HIVSmart!™ is a multilingual, portable software application that has been tested in well-designed studies in Canada and South Africa in four diverse patient populations: 1) high-risk men who have sex with men (MSM); 2) at-risk community clinic attendees; 3) low-risk healthcare professionals; and 4) low-risk student populations. The app, which works with any approved HIV self-test, provides a risk assessment tool to
evaluate a user’s HIV exposure risk, user-friendly information to facilitate the self-testing process, test interpretation, and personalized linkages that reduce delays in care. In addition, the app based program assists with retention in care through enhanced patient-provider communication. The platform is confidential and HIPPA compliant and is currently available in six global languages.

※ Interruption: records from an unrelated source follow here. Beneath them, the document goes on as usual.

//! PostgreSQL vocabulary. MySQL reuses everything here except data types.

use super::CatalogEntry as E;

pub(super) const KEYWORDS: &[E] = &[
    E::new("ADD", "Adds a column in an existing table"),
    E::new("ADD CONSTRAINT", "Adds a constraint after a table is already created"),
    E::new("ALL", "Returns true if all of the subquery values meet the condition"),
    E::new(
        "ALTER",
        "Adds, deletes, or modifies columns in a table, or changes the data type of a column",
    ),
    E::new("ALTER COLUMN", "Changes the data type or default of a column"),
    E::new("AND", "Only includes rows where both conditions are true"),
    E::new("AS", "Renames a column or table with an alias"),
    E::new("ASC", "Sorts the result set in ascending order"),
    E::new("BACKUP DATABASE", "Creates a back up of an existing database"),
    E::new("BETWEEN", "Selects values within a given range"),
    E::new("CASE", "Creates different outputs based on conditions"),
    E::new("CHECK", "A constraint that limits the value that can be placed in a column"),
    E::new("COLUMN", "Changes the data type of a column or deletes a column in a table"),
    E::new("CONSTRAINT", "Adds or deletes a constraint"),
    E::new("CREATE", "Creates a database, index, view, table, or procedure"),
    E::new("CREATE DATABASE", "Creates a new SQL database"),
    E::new("CREATE INDEX", "Creates an index on a table (allows duplicate values)"),
    E::new("CREATE OR REPLACE VIEW", "Updates a view"),
    E::new("CREATE PROCEDURE", "Creates a stored procedure"),
    E::new("CREATE TABLE", "Creates a new table in the database"),
    E::new("CREATE UNIQUE INDEX", "Creates a unique index on a table (no duplicate values)"),
    E::new("CREATE VIEW", "Creates a view based on the result set of a SELECT statement"),
    E::new("DATABASE", "Creates or deletes an SQL database"),
    E::new("DEFAULT", "A constraint that provides a default value for a column"),
    E::new("DELETE", "Deletes rows from a table"),
    E::new("DESC", "Sorts the result set in descending order"),
    E::new("DISTINCT", "Selects only distinct (different) values"),
    E::new("DROP", "Deletes a column, constraint, database, index, table, or view"),
    E::new("DROP COLUMN", "Deletes a column in a table"),
    E::new("DROP CONSTRAINT", "Deletes a UNIQUE, PRIMARY KEY, FOREIGN KEY, or CHECK constraint"),
    E::new("DROP DATABASE", "Deletes an existing SQL database"),
    E::new("DROP DEFAULT", "Deletes a DEFAULT constraint"),
    E::new("DROP INDEX", "Deletes an index in a table"),
    E::new("DROP TABLE", "Deletes an existing table in the database"),
    E::new("DROP VIEW", "Deletes a view"),
    E::new("EXEC", "Executes a stored procedure"),
    E::new("EXISTS", "Tests for the existence of any record in a subquery"),
    E::new("FOREIGN KEY", "A constraint that is a key used to link two tables together"),
    E::new("FROM", "Specifies which table to select or delete data from"),
    E::new(
        "FULL OUTER JOIN",
        "Returns all rows when there is a match in either left table or right table",
    ),
    E::new("GROUP BY", "Groups the result set (used with aggregate functions)"),
    E::new("HAVING", "Used instead of WHERE with aggregate functions"),
    E::new("IN", "Allows you to specify multiple values in a WHERE clause"),
    E::new("INDEX", "Creates or deletes an index in a table"),
    E::new("INNER JOIN", "Returns rows that have matching values in both tables"),
    E::new("INSERT", "Inserts new rows in a table"),
    E::new("INSERT INTO SELECT", "Copies data from one table into another table"),
    E::new("INTO", "Names the target table of an INSERT"),
    E::new("IS NOT NULL", "Tests for non-empty values"),
    E::new("IS NULL", "Tests for empty values"),
    E::new("JOIN", "Joins tables"),
    E::new("LEFT JOIN", "Returns all rows from the left table and the matching rows from the right"),
    E::new("LIKE", "Searches for a specified pattern in a column"),
    E::new("LIMIT", "Specifies the number of records to return in the result set"),
    E::new("NOT NULL", "A constraint that enforces a column to not accept NULL values"),
    E::new("ON", "Specifies the join condition"),
    E::new("OR", "Includes rows where either condition is true"),
    E::new("ORDER BY", "Sorts the result set in ascending or descending order"),
    E::new("PRIMARY KEY", "A constraint that uniquely identifies each record in a table"),
    E::new("RIGHT JOIN", "Returns all rows from the right table and the matching rows from the left"),
    E::new("SELECT", "Selects data from a database"),
    E::new("SET", "Specifies which columns and values should be updated"),
    E::new("TABLE", "Creates, alters or deletes a table"),
    E::new("TRUNCATE TABLE", "Deletes the data inside a table, but not the table itself"),
    E::new("TYPE", "Changes the data type of a column"),
    E::new("UNION", "Combines the result set of two or more SELECT statements"),
    E::new("UNIQUE", "A constraint that ensures that all values in a column are unique"),
    E::new("UPDATE", "Updates existing rows in a table"),
    E::new("VALUES", "Specifies the values of an INSERT INTO statement"),
    E::new("WHERE", "Filters a result set to include only records that fulfill a condition"),
];

pub(super) const OPERATORS: &[&str] = &[
    // Logical
    "ALL", "AND", "ANY", "BETWEEN", "EXISTS", "IN", "LIKE", "ILIKE", "NOT", "OR", "SOME",
    // Set
    "EXCEPT", "INTERSECT", "UNION",
    // Join
    "CROSS", "FULL", "INNER", "JOIN", "LEFT", "OUTER", "RIGHT",
    // Predicates
    "IS", "NULL",
    // Comparison
    "=", "<>", "!=", "<", "<=", ">", ">=",
];

pub(super) const FUNCTIONS: &[E] = &[
    E::with_insert("AVG", "Returns the average value", "AVG()"),
    E::with_insert("COALESCE", "Returns the first non-null argument", "COALESCE()"),
    E::with_insert("COUNT", "Returns the number of rows", "COUNT()"),
    E::with_insert("FORMAT", "Formats how a field is to be displayed", "FORMAT()"),
    E::with_insert("LENGTH", "Returns the length of a text field", "LENGTH()"),
    E::with_insert("LOWER", "Converts a field to lower case", "LOWER()"),
    E::with_insert("MAX", "Returns the largest value", "MAX()"),
    E::with_insert("MIN", "Returns the smallest value", "MIN()"),
    E::with_insert("NOW", "Returns the current system date and time", "NOW()"),
    E::with_insert(
        "ROUND",
        "Rounds a numeric field to the number of decimals specified",
        "ROUND()",
    ),
    E::with_insert("SUBSTRING", "Extracts characters from a text field", "SUBSTRING()"),
    E::with_insert("SUM", "Returns the sum", "SUM()"),
    E::with_insert("UPPER", "Converts a field to upper case", "UPPER()"),
];

pub(super) const DATA_TYPES: &[E] = &[
    E::new("bigint", "Signed eight-byte integer"),
    E::new("bigserial", "Autoincrementing eight-byte integer"),
    E::new("boolean", "Logical Boolean (true/false)"),
    E::new("bytea", "Binary data (byte array)"),
    E::with_insert("char", "Fixed-length character string", "char()"),
    E::new("date", "Calendar date (year, month, day)"),
    E::new("double precision", "Double precision floating-point number (8 bytes)"),
    E::new("inet", "IPv4 or IPv6 host address"),
    E::new("integer", "Signed four-byte integer"),
    E::new("interval", "Time span"),
    E::new("json", "Textual JSON data"),
    E::new("jsonb", "Binary JSON data, decomposed"),
    E::with_insert("numeric", "Exact numeric of selectable precision", "numeric(p, s)"),
    E::new("real", "Single precision floating-point number (4 bytes)"),
    E::new("serial", "Autoincrementing four-byte integer"),
    E::new("smallint", "Signed two-byte integer"),
    E::new("text", "Variable-length character string"),
    E::new("time", "Time of day (no time zone)"),
    E::new("timestamp", "Date and time (no time zone)"),
    E::new("timestamptz", "Date and time, including time zone"),
    E::new("uuid", "Universally unique identifier"),
    E::with_insert("varchar", "Variable-length character string with limit", "varchar()"),
];

pub(super) const SNIPPETS: &[E] = &[
    E::with_insert("col", "new column definition", "col int not null"),
    E::with_insert(
        "del",
        "delete rows from a table",
        "delete from [table_name] where [condition];",
    ),
    E::with_insert("ins", "insert rows into table", "insert into  () values ();"),
    E::with_insert("lim", "select first N rows from a table", "select * from limit ;"),
    E::with_insert("sel", "select all rows from a table", "select * from ;"),
    E::with_insert(
        "selc",
        "select the number of specific rows in a table",
        "select count(*) from alias where alias.;",
    ),
    E::with_insert(
        "selw",
        "select specific rows from a table",
        "select * from alias where alias.;",
    ),
    E::with_insert(
        "tab",
        "new table definition",
        "create table new_table\n(\n  col int not null\n);\n",
    ),
    E::with_insert("upd", "update values in a table", "update set where;"),
    E::with_insert(
        "view",
        "new view definition",
        "create view new_view as\nselect *\nfrom ;\n",
    ),
];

For more details, also see this Huff Post article: http://www.huffingtonpost.ca/nitika-pant-pai-/hiv-self-testing_b_13333368.html



Mikashmi Kohli Replied at 12:17 PM, 18 Sep 2017

Congratulations to the team for developing this app! With the widespread advertisement of this app and also it being available in different languages, it will reach out to a lot of people globally.
Just wanted to know if this app is both android and iOS based? And also if you could tell us when will this app be available for use?

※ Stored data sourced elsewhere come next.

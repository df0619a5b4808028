//! Maps planner candidates to completion items.

use crate::types::{
    CompletionItemKind, HostCompletionItem, HostKindMap, Range, SuggestionItem,
};

use super::planner::Candidate;

const SELECT_ALL_DETAIL: &str = "Select all fields";

impl Candidate<'_> {
    /// Renders this candidate with the given replacement range.
    pub fn to_item(&self, range: Range) -> SuggestionItem {
        let (label, kind, detail, insert_text) = match self {
            // Hosts show `*` with the table icon (Monaco `Field`).
            Candidate::SelectAll => ("*", CompletionItemKind::Table, SELECT_ALL_DETAIL, "*"),
            Candidate::Table(table) => (
                table.name.as_str(),
                CompletionItemKind::Table,
                table.detail.as_str(),
                table.name.as_str(),
            ),
            Candidate::Column(column) => (
                column.name.as_str(),
                CompletionItemKind::Column,
                column.detail.as_str(),
                column.name.as_str(),
            ),
            Candidate::Keyword(entry) => {
                (entry.key, CompletionItemKind::Keyword, entry.detail, entry.key)
            }
            Candidate::DataType(entry) => {
                (entry.key, CompletionItemKind::DataType, entry.detail, entry.key)
            }
            Candidate::Function(entry) => (
                entry.key,
                CompletionItemKind::Function,
                entry.detail,
                entry.insert_text(),
            ),
            Candidate::Snippet(entry) => (
                entry.key,
                CompletionItemKind::Snippet,
                entry.detail,
                entry.insert_text(),
            ),
            Candidate::Operator(op) => (*op, CompletionItemKind::Operator, *op, *op),
        };

        SuggestionItem {
            label: label.to_string(),
            kind,
            detail: detail.to_string(),
            insert_text: insert_text.to_string(),
            range,
        }
    }
}

/// Renders every candidate with the same replacement range.
pub fn render(candidates: &[Candidate<'_>], range: Range) -> Vec<SuggestionItem> {
    candidates
        .iter()
        .map(|candidate| candidate.to_item(range))
        .collect()
}

/// Renders candidates directly into the host editor's item shape.
pub fn render_for_host(
    candidates: &[Candidate<'_>],
    range: Range,
    kinds: &HostKindMap,
) -> Vec<HostCompletionItem> {
    candidates
        .iter()
        .map(|candidate| candidate.to_item(range).to_host(kinds))
        .collect()
}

Nikki Pant Pai Replied at 10:47 AM, 19 Sep 2017

Hi Mikashmi,
Thank you for your interest in HIVSmart!
Yes, it is available for both iOS and Android phones/tablets.
It will soon be made available for use.
We will let you all know.
For specific questions, please email me at .


Dr Nitika Pant Pai MD., MPH., PhD
Associate Professor. Medicine. 
McGill University
Divisions of Clinical Epidemiology & Infectious Diseases
McGill University Health Centre 
QC H4A 3S5
Phone: 514-934-1934 x44729 
website: www.nitikapantpai.com
Twitter: @nikkipantpai
LinkedIN: Nitika(Nikki) Pant Pai

Mikashmi Kohli Replied at 3:05 AM, 20 Sep 2017

Thank you for your reply Dr. Nitika. This looks great!

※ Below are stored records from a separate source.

use schemars::JsonSchema;
use serde::{Deserialize, Serialize};

use super::{Dialect, Range};

#[derive(Debug, Clone, Copy, PartialEq, Eq, Hash, Serialize, Deserialize, JsonSchema)]
#[serde(rename_all = "camelCase")]
pub enum CompletionItemKind {
    Table,
    Column,
    Keyword,
    Operator,
    Function,
    DataType,
    Snippet,
}

/// One candidate completion, before host-specific kind mapping.
#[derive(Debug, Clone, PartialEq, Eq, Serialize, Deserialize, JsonSchema)]
#[serde(rename_all = "camelCase")]
pub struct SuggestionItem {
    pub label: String,
    pub kind: CompletionItemKind,
    pub detail: String,
    pub insert_text: String,
    pub range: Range,
}

impl SuggestionItem {
    pub fn to_host(&self, kinds: &HostKindMap) -> HostCompletionItem {
        HostCompletionItem {
            label: self.label.clone(),
            kind: kinds.kind_for(self.kind),
            detail: self.detail.clone(),
            insert_text: self.insert_text.clone(),
            range: self.range,
        }
    }
}

/// Numeric completion kinds of the host editor.
#[derive(Debug, Clone, Copy, PartialEq, Eq, Serialize, Deserialize, JsonSchema)]
#[serde(rename_all = "camelCase")]
pub struct HostKindMap {
    pub table: u32,
    pub column: u32,
    pub keyword: u32,
    pub operator: u32,
    pub function: u32,
    pub data_type: u32,
    pub snippet: u32,
}

impl HostKindMap {
    /// Monaco `languages.CompletionItemKind` values.
    pub const fn monaco() -> Self {
        Self {
            table: 3,     // Field
            column: 13,   // Value
            keyword: 17,  // Keyword
            operator: 11, // Operator
            function: 11, // Operator
            data_type: 17,
            snippet: 27,
        }
    }

    /// LSP `CompletionItemKind` values.
    pub const fn lsp() -> Self {
        Self {
            table: 7,  // Class
            column: 5, // Field
            keyword: 14,
            operator: 24,
            function: 3,
            data_type: 25, // TypeParameter
            snippet: 15,
        }
    }

    pub fn kind_for(&self, kind: CompletionItemKind) -> u32 {
        match kind {
            CompletionItemKind::Table => self.table,
            CompletionItemKind::Column => self.column,
            CompletionItemKind::Keyword => self.keyword,
            CompletionItemKind::Operator => self.operator,
            CompletionItemKind::Function => self.function,
            CompletionItemKind::DataType => self.data_type,
            CompletionItemKind::Snippet => self.snippet,
        }
    }
}

impl Default for HostKindMap {
    fn default() -> Self {
        Self::monaco()
    }
}

/// A completion item in the host editor's shape.
#[derive(Debug, Clone, PartialEq, Eq, Serialize, Deserialize, JsonSchema)]
#[serde(rename_all = "camelCase")]
pub struct HostCompletionItem {
    pub label: String,
    pub kind: u32,
    pub detail: String,
    pub insert_text: String,
    pub range: Range,
}

/// Return value of `provideCompletionItems`.
#[derive(Debug, Clone, PartialEq, Eq, Serialize, Deserialize, JsonSchema, Default)]
#[serde(rename_all = "camelCase")]
pub struct CompletionList {
    pub suggestions: Vec<HostCompletionItem>,
}

#[derive(Debug, Clone, Serialize, Deserialize, JsonSchema)]
#[serde(rename_all = "camelCase")]
pub struct CompletionItemsResult {
    pub dialect: Dialect,
    /// Name of the planner rule that produced the suggestions.
    #[serde(default, skip_serializing_if = "Option::is_none")]
    pub rule: Option<String>,
    pub suggestions: Vec<SuggestionItem>,
    /// Error message if the request could not be processed.
    #[serde(default, skip_serializing_if = "Option::is_none")]
    pub error: Option<String>,
}

impl CompletionItemsResult {
    pub fn empty(dialect: Dialect) -> Self {
        Self {
            dialect,
            rule: None,
            suggestions: Vec::new(),
            error: None,
        }
    }

    pub fn from_error(dialect: Dialect, message: impl Into<String>) -> Self {
        Self {
            dialect,
            rule: None,
            suggestions: Vec::new(),
            error: Some(message.into()),
        }
    }
}

#[cfg(test)]
mod tests {
    use super::*;

    #[test]
    fn test_monaco_kind_mapping_matches_console() {
        let kinds = HostKindMap::monaco();
        assert_eq!(kinds.kind_for(CompletionItemKind::Table), 3);
        assert_eq!(kinds.kind_for(CompletionItemKind::Column), 13);
        assert_eq!(
            kinds.kind_for(CompletionItemKind::DataType),
            kinds.kind_for(CompletionItemKind::Keyword)
        );
        assert_eq!(
            kinds.kind_for(CompletionItemKind::Function),
            kinds.kind_for(CompletionItemKind::Operator)
        );
    }

    #[test]
    fn test_to_host_keeps_range_and_text() {
        let item = SuggestionItem {
            label: "users".to_string(),
            kind: CompletionItemKind::Table,
            detail: "Table in Schema: public".to_string(),
            insert_text: "users".to_string(),
            range: Range::on_line(1, 15, 17),
        };
        let host = item.to_host(&HostKindMap::lsp());
        assert_eq!(host.kind, 7);
        assert_eq!(host.range, item.range);
        assert_eq!(host.insert_text, "users");
    }

    #[test]
    fn test_host_item_wire_names() {
        let list = CompletionList {
            suggestions: vec![HostCompletionItem {
                label: "id".to_string(),
                kind: 13,
                detail: String::new(),
                insert_text: "id".to_string(),
                range: Range::on_line(1, 1, 1),
            }],
        };
        let json = serde_json::to_value(&list).unwrap();
        assert_eq!(json["suggestions"][0]["insertText"], "id");
    }
}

Looking forward to this app!


Joanita Nangendo Replied at 11:29 PM, 20 Sep 2017

Hi Nikki,

Thanks for the great information. I am excited to see how this works. It
could resolve similar problems in sub-saharan Africa.

Emmanuel Fajardo Replied at 11:24 AM, 2 Oct 2017

Dear Nikki,

Many thanks for sharing the information about the availability of HIVSmart! for both iOS and Android phones/tablets.

My concern is that smartphone penetration in Africa is still very low compared to normal cell phones, so apart from South Africa and perhaps Nigeria, I think this app will be difficult to implement in rural Africa, particularly in remote settings where there is the greatest need for HIV Self-testing.

I'd love to hear from you about which countries you think the app could be initially launched? Has any survey on smartphone use been carried out to assess this?


Simon Collery Replied at 11:38 AM, 2 Oct 2017

It would be great to make HIV testing available to more people who need it, but I don't think there should be worries about reaching people in remote and rural areas. High HIV prevalence tends to cluster in a few areas in most countries, and in many cases those clusters are in cities. In addition, in many high prevalence countries, though not all, HIV prevalence is lower among poorer people. In contrast, it tends to be higher among people who are employed, and live in or close to a heavily populated area, often an urban area. This clustering is very strong in certain countries, such as Kenya, where the vast majority of infections occur in a few relatively small geographical areas.